COMPARISON OF PERIPHERAL BLOOD LYMPHOCYTE SUBSET COUNTS FOLLOWING REVISION HIP ARTHROPLASTY WITH AND WITHOUT IMPACTION GRAFTING

British Orthopaedic Association (BOA) 2006



Abstract

Introduction

Modern processing techniques in bone banking are thought to decrease the presence of allogenic material in bone. This project was performed to observe any changes in peripheral blood lymphocyte subsets in response to allografted bone used in revision hip replacement.

Methods

87 patients were entered into this prospective study and grouped according to whether impaction allograft was used or not. Samples were collected pre-operatively and at set time intervals up to one year post-operatively. Using flow cytometry, analysis of venous blood allowed counts of the following cells: Helper T-lymphocytes, cytotoxic T-lymphocytes, memory T-lymphocytes, naïve T-lymphocytes, Natural Killer cells and B-lymphocytes.

Results

All patients had a successful outcome at one year. 50 patients with radiologically defined host-graft union were compared with 37 patients who did not receive an allograft.

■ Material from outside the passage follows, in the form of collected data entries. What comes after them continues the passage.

//! Client protocol adapter
//!
//! The client-side mirror of the request handlers, consumed by a
//! filesystem-integration layer. Each operation opens a fresh TCP
//! connection, performs one exchange, and lets the server close it; no
//! state crosses connections. Premature closure is always an error here,
//! never silently treated as success.

use std::io;

use tokio::net::TcpStream;
use tracing::debug;

use netfs_core::config::{ClientConfig, TransportConfig};
use netfs_core::translate::resolve_owner;
use netfs_core::{wire, wirepath, AttrRecord, MessageType, ProtocolError, Status};
use netfs_core::{ATTR_RECORD_LEN, MAX_NAME_LEN};

use crate::transport::{Transport, TransportError};

/// Errors surfaced to the integration layer. The core never retries; the
/// caller decides what a failure means for its own operation.
#[derive(thiserror::Error, Debug)]
pub enum ClientError {
    #[error("connect to {addr} failed: {source}")]
    Connect {
        addr: String,
        #[source]
        source: io::Error,
    },

    #[error(transparent)]
    Transport(#[from] TransportError),

    #[error(transparent)]
    Protocol(#[from] ProtocolError),

    #[error("not found")]
    NotFound,

    #[error("access denied")]
    AccessDenied,

    #[error("not a directory")]
    NotADirectory,

    #[error("server reported an I/O failure")]
    RemoteIo,
}

impl ClientError {
    /// Map to a libc errno for the filesystem-integration layer.
    pub fn to_errno(&self) -> i32 {
        match self {
            ClientError::NotFound => libc::ENOENT,
            ClientError::AccessDenied => libc::EACCES,
            ClientError::NotADirectory => libc::ENOTDIR,
            ClientError::Connect { .. } => libc::EHOSTUNREACH,
            _ => libc::EIO,
        }
    }

    fn from_status(status: Status) -> Result<(), ClientError> {
        match status {
            Status::Ok => Ok(()),
            Status::NotFound => Err(ClientError::NotFound),
            Status::AccessDenied => Err(ClientError::AccessDenied),
            Status::NotADirectory => Err(ClientError::NotADirectory),
            Status::Io => Err(ClientError::RemoteIo),
        }
    }
}

/// NetFS client adapter. Cheap to clone; holds no connection.
#[derive(Clone, Debug)]
pub struct NetfsClient {
    host: String,
    port: u16,
    transport: TransportConfig,
    euid: u32,
}

impl NetfsClient {
    pub fn new(config: &ClientConfig, transport: TransportConfig) -> Self {
        // SAFETY: geteuid has no failure modes and touches no memory.
        let euid = unsafe { libc::geteuid() };
        Self::with_identity(config, transport, euid)
    }

    /// Explicit local identity, used by tests to simulate distinct clients.
    pub fn with_identity(config: &ClientConfig, transport: TransportConfig, euid: u32) -> Self {
        Self {
            host: config.host.clone(),
            port: config.port,
            transport,
            euid,
        }
    }

    async fn request(
        &self,
        msg_type: MessageType,
        path: &str,
    ) -> Result<Transport<TcpStream>, ClientError> {
        let payload = wirepath::encode_path(path)?;
        let addr = format!("{}:{}", self.host, self.port);

        let stream = TcpStream::connect(&addr)
            .await
            .map_err(|source| ClientError::Connect {
                addr: addr.clone(),
                source,
            })?;

        let mut transport = Transport::new(stream, &self.transport);
        transport
            .write_header(msg_type, payload.len() as u64)
            .await?;
        transport.write_exact(&payload).await?;
        transport.flush().await?;
        Ok(transport)
    }

    /// Enumerate directory entries. Order is whatever the server's
    /// filesystem yields; an empty directory is a valid empty listing.
    pub async fn list(&self, path: &str) -> Result<Vec<String>, ClientError> {
        let mut transport = self.request(MessageType::List, path).await?;
        ClientError::from_status(transport.read_status().await?)?;

        let mut names = Vec::new();
        loop {
            let len = transport.read_u16().await?;
            if len == 0 {
                break;
            }
            if len as usize > MAX_NAME_LEN {
                return Err(ProtocolError::NameTooLong(len as usize).into());
            }
            let mut buf = vec![0u8; len as usize];
            transport.read_exact(&mut buf).await?;
            names.push(String::from_utf8_lossy(&buf).into_owned());
        }

        debug!("list {}: {} entries", path, names.len());
        Ok(names)
    }

    /// Fetch one entry's attributes, with the owner sentinel resolved to
    /// this client's identity. The root is answered locally: the server
    /// would synthesize the identical record anyway.
    pub async fn get_attributes(&self, path: &str) -> Result<AttrRecord, ClientError> {
        if wirepath::is_root(path) {
            let mut record = AttrRecord::synthetic_root();
            record.owner_id = resolve_owner(record.owner_id, self.euid);
            return Ok(record);
        }

        let mut transport = self.request(MessageType::GetAttributes, path).await?;
        ClientError::from_status(transport.read_status().await?)?;

        let mut buf = [0u8; ATTR_RECORD_LEN];
        transport.read_exact(&mut buf).await?;
        let mut record = wire::decode_attr(&buf)?;
        record.owner_id = resolve_owner(record.owner_id, self.euid);
        Ok(record)
    }

    /// Probe that the path can be opened read-only on the server.
    pub async fn open(&self, path: &str) -> Result<(), ClientError> {
        let mut transport = self.request(MessageType::Open, path).await?;
        ClientError::from_status(transport.read_status().await?)
    }

    /// Read up to `length` bytes at `offset`. The result may be shorter
    /// than requested; the returned length is the true read length.
    pub async fn read(&self, path: &str, offset: u64, length: u64) -> Result<Vec<u8>, ClientError> {
        let mut transport = self.request(MessageType::Read, path).await?;
        transport.write_u64(offset).await?;
        transport.write_u64(length).await?;
        transport.flush().await?;

        ClientError::from_status(transport.read_status().await?)?;
        let promised = transport.read_u32().await?;

        // Fewer bytes than promised is a short read, not an error.
        let data = transport.read_at_most(promised as usize).await?;
        debug!(
            "read {} offset={} length={}: promised={} received={}",
            path,
            offset,
            length,
            promised,
            data.len()
        );
        Ok(data)
    }
}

Pre-operatively, a significant difference (p=0.03) was found between the groups of patients with respect to Natural Killer cells but other subsets showed no significant difference. Post-operatively, the significant difference between Natural Killer cells resolved. T-helper lymphocytes, cytotoxic lymphocytes, memory T-lymphocytes and naïve T-lymphocytes in both groups showed decreases in values immediately post-surgery, recovering to normal values within 6 weeks post-surgery. The allograft group showed significant increases from baseline in cytotoxic T-lymphocytes at 6 months (p<0.01) and memory T-lymphocytes one year post-operatively (p=0.04). B-lymphocyte numbers did not alter significantly from baseline.

Discussion

Cytotoxic T-lymphocytes recognise HLA-class I molecules which are present on all nucleated cells and have been implicated in having a role in osteoclast regulation. Memory T-lymphocytes are produced after a naïve T-lymphocyte is exposed to an antigen. The observed increases of these subsets were not observed in the non-grafting group suggesting the allografted bone had elicited an immunological response. At 12 months all grafts appeared radiologically stable and the immunological response may have been beneficial to the outcome.